#### Exercise materials ####
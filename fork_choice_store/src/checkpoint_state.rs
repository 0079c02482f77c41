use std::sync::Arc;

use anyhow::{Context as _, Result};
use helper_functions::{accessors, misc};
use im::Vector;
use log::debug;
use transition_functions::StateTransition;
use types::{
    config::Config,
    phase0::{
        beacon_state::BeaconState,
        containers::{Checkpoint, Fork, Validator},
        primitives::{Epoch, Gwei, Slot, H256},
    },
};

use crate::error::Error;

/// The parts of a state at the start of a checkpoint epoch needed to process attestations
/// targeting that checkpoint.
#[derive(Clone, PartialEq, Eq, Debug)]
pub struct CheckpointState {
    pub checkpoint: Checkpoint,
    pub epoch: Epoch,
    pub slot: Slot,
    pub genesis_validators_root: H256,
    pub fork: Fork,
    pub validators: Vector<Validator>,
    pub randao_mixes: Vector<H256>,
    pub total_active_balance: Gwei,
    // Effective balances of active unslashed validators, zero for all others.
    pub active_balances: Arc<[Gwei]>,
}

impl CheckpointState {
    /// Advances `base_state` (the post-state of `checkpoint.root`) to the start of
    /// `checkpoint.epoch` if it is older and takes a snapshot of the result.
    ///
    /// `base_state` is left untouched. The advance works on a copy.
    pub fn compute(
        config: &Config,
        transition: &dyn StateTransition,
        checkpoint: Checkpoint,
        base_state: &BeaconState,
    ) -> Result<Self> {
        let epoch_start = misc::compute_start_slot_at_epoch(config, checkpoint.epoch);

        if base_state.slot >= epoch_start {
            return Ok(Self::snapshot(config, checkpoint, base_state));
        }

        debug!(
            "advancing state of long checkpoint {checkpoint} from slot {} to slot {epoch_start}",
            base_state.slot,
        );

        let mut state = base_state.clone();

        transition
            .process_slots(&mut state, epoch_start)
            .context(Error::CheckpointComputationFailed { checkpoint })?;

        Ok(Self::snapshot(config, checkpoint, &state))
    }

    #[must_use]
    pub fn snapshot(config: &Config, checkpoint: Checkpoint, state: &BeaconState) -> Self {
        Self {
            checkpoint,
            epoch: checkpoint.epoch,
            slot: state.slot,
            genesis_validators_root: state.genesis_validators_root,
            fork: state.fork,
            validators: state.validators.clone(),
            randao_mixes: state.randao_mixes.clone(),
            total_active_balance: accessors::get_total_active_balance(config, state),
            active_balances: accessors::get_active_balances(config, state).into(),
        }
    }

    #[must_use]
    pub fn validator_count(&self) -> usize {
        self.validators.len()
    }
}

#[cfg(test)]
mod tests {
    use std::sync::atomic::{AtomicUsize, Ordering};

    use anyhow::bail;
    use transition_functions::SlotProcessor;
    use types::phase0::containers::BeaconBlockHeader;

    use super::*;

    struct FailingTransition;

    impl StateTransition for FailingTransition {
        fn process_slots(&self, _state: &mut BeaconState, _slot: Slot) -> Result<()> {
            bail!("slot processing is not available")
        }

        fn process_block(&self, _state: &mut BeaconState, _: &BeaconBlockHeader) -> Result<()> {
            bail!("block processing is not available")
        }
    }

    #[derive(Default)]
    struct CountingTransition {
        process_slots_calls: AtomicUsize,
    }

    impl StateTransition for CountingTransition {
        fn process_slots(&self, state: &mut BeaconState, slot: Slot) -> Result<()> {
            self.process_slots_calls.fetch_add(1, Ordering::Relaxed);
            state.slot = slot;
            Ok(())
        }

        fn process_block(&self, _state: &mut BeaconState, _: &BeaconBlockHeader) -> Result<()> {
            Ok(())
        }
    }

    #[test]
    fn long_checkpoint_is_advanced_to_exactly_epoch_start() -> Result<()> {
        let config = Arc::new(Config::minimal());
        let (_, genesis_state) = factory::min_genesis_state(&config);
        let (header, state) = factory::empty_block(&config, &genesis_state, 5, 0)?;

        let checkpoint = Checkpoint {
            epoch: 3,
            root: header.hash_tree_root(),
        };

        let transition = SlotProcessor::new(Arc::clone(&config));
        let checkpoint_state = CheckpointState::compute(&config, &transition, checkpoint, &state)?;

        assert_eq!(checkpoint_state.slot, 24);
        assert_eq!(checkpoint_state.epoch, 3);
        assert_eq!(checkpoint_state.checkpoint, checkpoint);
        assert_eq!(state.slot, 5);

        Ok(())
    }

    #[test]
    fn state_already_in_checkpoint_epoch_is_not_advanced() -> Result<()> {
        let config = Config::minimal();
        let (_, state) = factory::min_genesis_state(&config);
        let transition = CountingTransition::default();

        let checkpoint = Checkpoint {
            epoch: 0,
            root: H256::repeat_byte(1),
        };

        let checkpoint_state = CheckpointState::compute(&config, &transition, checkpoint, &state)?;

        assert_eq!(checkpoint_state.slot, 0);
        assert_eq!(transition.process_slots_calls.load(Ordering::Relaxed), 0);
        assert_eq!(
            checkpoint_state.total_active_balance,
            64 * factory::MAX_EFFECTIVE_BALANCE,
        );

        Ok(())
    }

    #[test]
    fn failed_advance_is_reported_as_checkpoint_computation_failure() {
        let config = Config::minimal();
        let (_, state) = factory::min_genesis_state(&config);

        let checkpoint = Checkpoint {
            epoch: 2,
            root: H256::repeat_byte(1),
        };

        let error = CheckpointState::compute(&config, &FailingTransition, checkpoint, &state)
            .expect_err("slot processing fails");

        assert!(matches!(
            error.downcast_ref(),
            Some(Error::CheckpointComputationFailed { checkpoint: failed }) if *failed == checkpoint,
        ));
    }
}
####
Work instructions: Repeat all the records. Match each line exactly.

Task answer:
filename fork_choice_store/src/checkpoint_state.rs
repository 0079c02482f77c41
use std::sync::Arc;

use anyhow::{Context as _, Result};
use helper_functions::{accessors, misc};
use im::Vector;
use log::debug;
use transition_functions::StateTransition;
use types::{
    config::Config,
    phase0::{
        beacon_state::BeaconState,
        containers::{Checkpoint, Fork, Validator},
        primitives::{Epoch, Gwei, Slot, H256},
    },
};

use crate::error::Error;

/// The parts of a state at the start of a checkpoint epoch needed to process attestations
/// targeting that checkpoint.
#[derive(Clone, PartialEq, Eq, Debug)]
pub struct CheckpointState {
    pub checkpoint: Checkpoint,
    pub epoch: Epoch,
    pub slot: Slot,
    pub genesis_validators_root: H256,
    pub fork: Fork,
    pub validators: Vector<Validator>,
    pub randao_mixes: Vector<H256>,
    pub total_active_balance: Gwei,
    // Effective balances of active unslashed validators, zero for all others.
    pub active_balances: Arc<[Gwei]>,
}

impl CheckpointState {
    /// Advances `base_state` (the post-state of `checkpoint.root`) to the start of
    /// `checkpoint.epoch` if it is older and takes a snapshot of the result.
    ///
    /// `base_state` is left untouched. The advance works on a copy.
    pub fn compute(
        config: &Config,
        transition: &dyn StateTransition,
        checkpoint: Checkpoint,
        base_state: &BeaconState,
    ) -> Result<Self> {
        let epoch_start = misc::compute_start_slot_at_epoch(config, checkpoint.epoch);

        if base_state.slot >= epoch_start {
            return Ok(Self::snapshot(config, checkpoint, base_state));
        }

        debug!(
            "advancing state of long checkpoint {checkpoint} from slot {} to slot {epoch_start}",
            base_state.slot,
        );

        let mut state = base_state.clone();

        transition
            .process_slots(&mut state, epoch_start)
            .context(Error::CheckpointComputationFailed { checkpoint })?;

        Ok(Self::snapshot(config, checkpoint, &state))
    }

    #[must_use]
    pub fn snapshot(config: &Config, checkpoint: Checkpoint, state: &BeaconState) -> Self {
        Self {
            checkpoint,
            epoch: checkpoint.epoch,
            slot: state.slot,
            genesis_validators_root: state.genesis_validators_root,
            fork: state.fork,
            validators: state.validators.clone(),
            randao_mixes: state.randao_mixes.clone(),
            total_active_balance: accessors::get_total_active_balance(config, state),
            active_balances: accessors::get_active_balances(config, state).into(),
        }
    }

    #[must_use]
    pub fn validator_count(&self) -> usize {
        self.validators.len()
    }
}

#[cfg(test)]
mod tests {
    use std::sync::atomic::{AtomicUsize, Ordering};

    use anyhow::bail;
    use transition_functions::SlotProcessor;
    use types::phase0::containers::BeaconBlockHeader;

    use super::*;

    struct FailingTransition;

    impl StateTransition for FailingTransition {
        fn process_slots(&self, _state: &mut BeaconState, _slot: Slot) -> Result<()> {
            bail!("slot processing is not available")
        }

        fn process_block(&self, _state: &mut BeaconState, _: &BeaconBlockHeader) -> Result<()> {
            bail!("block processing is not available")
        }
    }

    #[derive(Default)]
    struct CountingTransition {
        process_slots_calls: AtomicUsize,
    }

    impl StateTransition for CountingTransition {
        fn process_slots(&self, state: &mut BeaconState, slot: Slot) -> Result<()> {
            self.process_slots_calls.fetch_add(1, Ordering::Relaxed);
            state.slot = slot;
            Ok(())
        }

        fn process_block(&self, _state: &mut BeaconState, _: &BeaconBlockHeader) -> Result<()> {
            Ok(())
        }
    }

    #[test]
    fn long_checkpoint_is_advanced_to_exactly_epoch_start() -> Result<()> {
        let config = Arc::new(Config::minimal());
        let (_, genesis_state) = factory::min_genesis_state(&config);
        let (header, state) = factory::empty_block(&config, &genesis_state, 5, 0)?;

        let checkpoint = Checkpoint {
            epoch: 3,
            root: header.hash_tree_root(),
        };

        let transition = SlotProcessor::new(Arc::clone(&config));
        let checkpoint_state = CheckpointState::compute(&config, &transition, checkpoint, &state)?;

        assert_eq!(checkpoint_state.slot, 24);
        assert_eq!(checkpoint_state.epoch, 3);
        assert_eq!(checkpoint_state.checkpoint, checkpoint);
        assert_eq!(state.slot, 5);

        Ok(())
    }

    #[test]
    fn state_already_in_checkpoint_epoch_is_not_advanced() -> Result<()> {
        let config = Config::minimal();
        let (_, state) = factory::min_genesis_state(&config);
        let transition = CountingTransition::default();

        let checkpoint = Checkpoint {
            epoch: 0,
            root: H256::repeat_byte(1),
        };

        let checkpoint_state = CheckpointState::compute(&config, &transition, checkpoint, &state)?;

        assert_eq!(checkpoint_state.slot, 0);
        assert_eq!(transition.process_slots_calls.load(Ordering::Relaxed), 0);
        assert_eq!(
            checkpoint_state.total_active_balance,
            64 * factory::MAX_EFFECTIVE_BALANCE,
        );

        Ok(())
    }

    #[test]
    fn failed_advance_is_reported_as_checkpoint_computation_failure() {
        let config = Config::minimal();
        let (_, state) = factory::min_genesis_state(&config);

        let checkpoint = Checkpoint {
            epoch: 2,
            root: H256::repeat_byte(1),
        };

        let error = CheckpointState::compute(&config, &FailingTransition, checkpoint, &state)
            .expect_err("slot processing fails");

        assert!(matches!(
            error.downcast_ref(),
            Some(Error::CheckpointComputationFailed { checkpoint: failed }) if *failed == checkpoint,
        ));
    }
}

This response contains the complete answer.